* _DATA RECORDS_
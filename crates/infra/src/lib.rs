//! Infrastructure layer: transactional stores, the invoice aggregate engine, config.

pub mod config;
pub mod coordinator;
pub mod error;
pub mod invoices;
pub mod lines;
pub mod reader;
pub mod store;


pub use config::{ConfigError, DatabaseConfig, StoreBackendKind, StoreConfig};
pub use coordinator::{TransactionCoordinator, TxState, UnitOfWork};
pub use error::{ErrorKind, InvoiceError};
pub use invoices::InvoiceStore;
pub use lines::InvoiceLineStore;
pub use reader::InvoiceReader;
pub use store::{InvoiceBackend, InvoiceTx, StoreError};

* _WORK REQUEST_
Exactly as they stand above, retype all of the records.

* _SOLVED PROBLEM_
filename crates/infra/src/lib.rs
//! Infrastructure layer: transactional stores, the invoice aggregate engine, config.

pub mod config;
pub mod coordinator;
pub mod error;
pub mod invoices;
pub mod lines;
pub mod reader;
pub mod store;


pub use config::{ConfigError, DatabaseConfig, StoreBackendKind, StoreConfig};
pub use coordinator::{TransactionCoordinator, TxState, UnitOfWork};
pub use error::{ErrorKind, InvoiceError};
pub use invoices::InvoiceStore;
pub use lines::InvoiceLineStore;
pub use reader::InvoiceReader;
pub use store::{InvoiceBackend, InvoiceTx, StoreError};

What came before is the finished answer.